//! Admin surface: the management operations a control UI or CLI drives.
//!
//! No RPC transport ships here — this is the method surface an embedder
//! wires to whatever transport it has (IPC, a loopback HTTP API, a CLI
//! subcommand table), mirroring the teacher's own admin layer being a
//! plain async API behind its Tauri command macros rather than the
//! transport itself.

use std::net::ToSocketAddrs;
use std::sync::Arc;
use std::time::Instant;

use serde::Serialize;

use crate::channels::ChannelKind;
use crate::config::Channel;
use crate::history::RequestRecord;
use crate::metrics::ChannelMetricsSnapshot;
use crate::providers::primary_base_url;
use crate::ProxyCore;

pub struct AdminApi {
    core: Arc<ProxyCore>,
}

#[derive(Debug, Serialize)]
pub struct Status {
    pub running: bool,
    pub port: u16,
    pub channel_count: usize,
    pub uptime_secs: u64,
}

#[derive(Debug, Serialize)]
pub struct GlobalStats {
    pub total_requests: u64,
    pub total_success: u64,
    pub total_failure: u64,
}

#[derive(Debug, Serialize)]
pub struct PingResult {
    pub reachable: bool,
    pub latency_ms: u64,
    pub error: Option<String>,
}

impl AdminApi {
    pub fn new(core: Arc<ProxyCore>) -> Self {
        Self { core }
    }

    /// Re-reads the on-disk config, replacing the live channel catalog.
    /// There is no separate listener lifecycle here — the binary owns
    /// `axum::serve`'s own start/stop; this only reloads state.
    pub fn start(&self) -> Result<(), String> {
        self.core.reload_from_disk()
    }

    pub fn stop(&self) {
        self.core.stop();
    }

    pub fn status(&self) -> Status {
        Status {
            running: true,
            port: self.core.port(),
            channel_count: self.core.channel_count(),
            uptime_secs: self.core.uptime_secs(),
        }
    }

    /// Proves the new port is bindable before touching anything: the
    /// probe listener is dropped immediately, then the HTTP loop is
    /// signalled to rebind on it. If the bind fails, the running
    /// listener is untouched and the config is not persisted.
    pub async fn set_port(&self, port: u16) -> Result<(), String> {
        let addr = std::net::SocketAddr::from(([0, 0, 0, 0], port));
        tokio::net::TcpListener::bind(addr)
            .await
            .map_err(|e| format!("port {port} is not bindable: {e}"))?;

        {
            let mut settings = self.core.settings.write().unwrap();
            settings.port = port;
        }
        self.core.persist()?;
        self.core.signal_restart();
        Ok(())
    }

    pub fn get_channel_list(&self, kind: ChannelKind) -> Vec<Channel> {
        self.core.channels.get_channels(kind)
    }

    pub fn create_channel(&self, kind: ChannelKind, channel: Channel) -> Result<(), String> {
        self.core.channels.add(kind, channel);
        self.core.persist()
    }

    pub fn update_channel(&self, kind: ChannelKind, index: usize, channel: Channel) -> Result<(), String> {
        self.core.channels.update(kind, index, channel)?;
        self.core.persist()
    }

    pub fn delete_channel(&self, kind: ChannelKind, index: usize) -> Result<(), String> {
        self.core.channels.delete(kind, index)?;
        self.core.persist()
    }

    /// Sends a `HEAD` request to the channel's primary base URL and
    /// measures latency, the same probe the teacher's own `measure_all`
    /// uses. Falls back to a raw TCP connect only if the HTTP client
    /// itself can't be built — a host that accepts TCP but 404s/times out
    /// at the application layer must still come back `reachable: false`.
    pub async fn ping_channel(&self, kind: ChannelKind, index: usize) -> Result<PingResult, String> {
        let channel = self
            .core
            .channels
            .get_channel(kind, index)
            .ok_or_else(|| format!("no channel at index {index}"))?;

        let base_url = primary_base_url(&channel).map_err(|e| e.to_string())?;

        match reqwest::Client::builder()
            .timeout(std::time::Duration::from_secs(5))
            .danger_accept_invalid_certs(channel.insecure_skip_verify)
            .build()
        {
            Ok(client) => {
                let start = Instant::now();
                return Ok(match client.head(base_url).send().await {
                    Ok(resp) => PingResult {
                        reachable: resp.status().is_success(),
                        latency_ms: start.elapsed().as_millis() as u64,
                        error: if resp.status().is_success() {
                            None
                        } else {
                            Some(format!("HEAD returned {}", resp.status()))
                        },
                    },
                    Err(e) => PingResult { reachable: false, latency_ms: 0, error: Some(e.to_string()) },
                });
            }
            Err(e) => {
                crate::logging::warn("admin", &format!("falling back to TCP probe for {base_url}: {e}"));
            }
        }

        self.tcp_probe(base_url).await
    }

    /// Last-resort reachability probe used only when an HTTP client can't
    /// be constructed for the channel's base URL.
    async fn tcp_probe(&self, base_url: &str) -> Result<PingResult, String> {
        let parsed = url::Url::parse(base_url).map_err(|e| format!("invalid base url: {e}"))?;
        let host = parsed.host_str().ok_or("base url has no host")?.to_string();
        let port = parsed.port_or_known_default().unwrap_or(443);

        let start = Instant::now();
        let addr = tokio::task::spawn_blocking(move || (host.as_str(), port).to_socket_addrs())
            .await
            .map_err(|e| e.to_string())?;

        match addr {
            Ok(mut addrs) => match addrs.next() {
                Some(addr) => match tokio::net::TcpStream::connect(addr).await {
                    Ok(_) => Ok(PingResult {
                        reachable: true,
                        latency_ms: start.elapsed().as_millis() as u64,
                        error: None,
                    }),
                    Err(e) => Ok(PingResult { reachable: false, latency_ms: 0, error: Some(e.to_string()) }),
                },
                None => Ok(PingResult { reachable: false, latency_ms: 0, error: Some("no addresses resolved".to_string()) }),
            },
            Err(e) => Ok(PingResult { reachable: false, latency_ms: 0, error: Some(e.to_string()) }),
        }
    }

    pub fn get_metrics(&self, channel_id: Option<&str>) -> Vec<(String, ChannelMetricsSnapshot)> {
        let ids: Vec<String> = match channel_id {
            Some(id) => vec![id.to_string()],
            None => [ChannelKind::Messages, ChannelKind::Responses, ChannelKind::Gemini]
                .into_iter()
                .flat_map(|kind| self.core.channels.get_channels(kind))
                .map(|c| c.id)
                .collect(),
        };
        ids.into_iter().map(|id| {
            let snap = self.core.metrics.snapshot(&id);
            (id, snap)
        }).collect()
    }

    pub fn get_global_stats(&self) -> GlobalStats {
        let stats = self.core.history.get_stats();
        GlobalStats {
            total_requests: stats.total as u64,
            total_success: stats.success as u64,
            total_failure: stats.failure as u64,
        }
    }

    pub fn reset_scheduler(&self, channel_id: &str) {
        self.core.scheduler.reset_circuit(channel_id);
    }

    pub fn get_request_history(
        &self,
        channel_id: &str,
        limit: usize,
        offset: usize,
        status_filter: &str,
    ) -> (Vec<RequestRecord>, usize) {
        self.core.history.get_history(channel_id, limit, offset, status_filter)
    }

    pub fn clear_request_history(&self) {
        self.core.history.clear();
    }
}

#[cfg(test)]
mod tests {
    use super::*;
    use crate::config::Settings;
    use std::path::PathBuf;

    fn test_admin() -> AdminApi {
        let mut settings = Settings::default();
        settings.port = 0;
        let core = ProxyCore::new(settings, PathBuf::from("/tmp/proxycore-admin-test.toml"));
        AdminApi::new(core)
    }

    #[tokio::test]
    async fn set_port_rejects_unbindable_port_without_mutating_settings() {
        let admin = test_admin();
        let blocker = tokio::net::TcpListener::bind("127.0.0.1:0").await.unwrap();
        let taken_port = blocker.local_addr().unwrap().port();

        let before = admin.core.port();
        let result = admin.set_port(taken_port).await;

        assert!(result.is_err());
        assert_eq!(admin.core.port(), before, "port must be unchanged on a failed bind");
    }

    #[tokio::test]
    async fn set_port_accepts_bindable_port_and_persists() {
        let admin = test_admin();
        let probe = tokio::net::TcpListener::bind("127.0.0.1:0").await.unwrap();
        let free_port = probe.local_addr().unwrap().port();
        drop(probe);

        admin.set_port(free_port).await.unwrap();
        assert_eq!(admin.core.port(), free_port);

        let _ = std::fs::remove_file("/tmp/proxycore-admin-test.toml");
    }
}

Directions for this task:
Please copy each line of the entries in which the word "stop" shows up.

Task answer:
    /// `axum::serve`'s own start/stop; this only reloads state.
    pub fn stop(&self) {
        self.core.stop();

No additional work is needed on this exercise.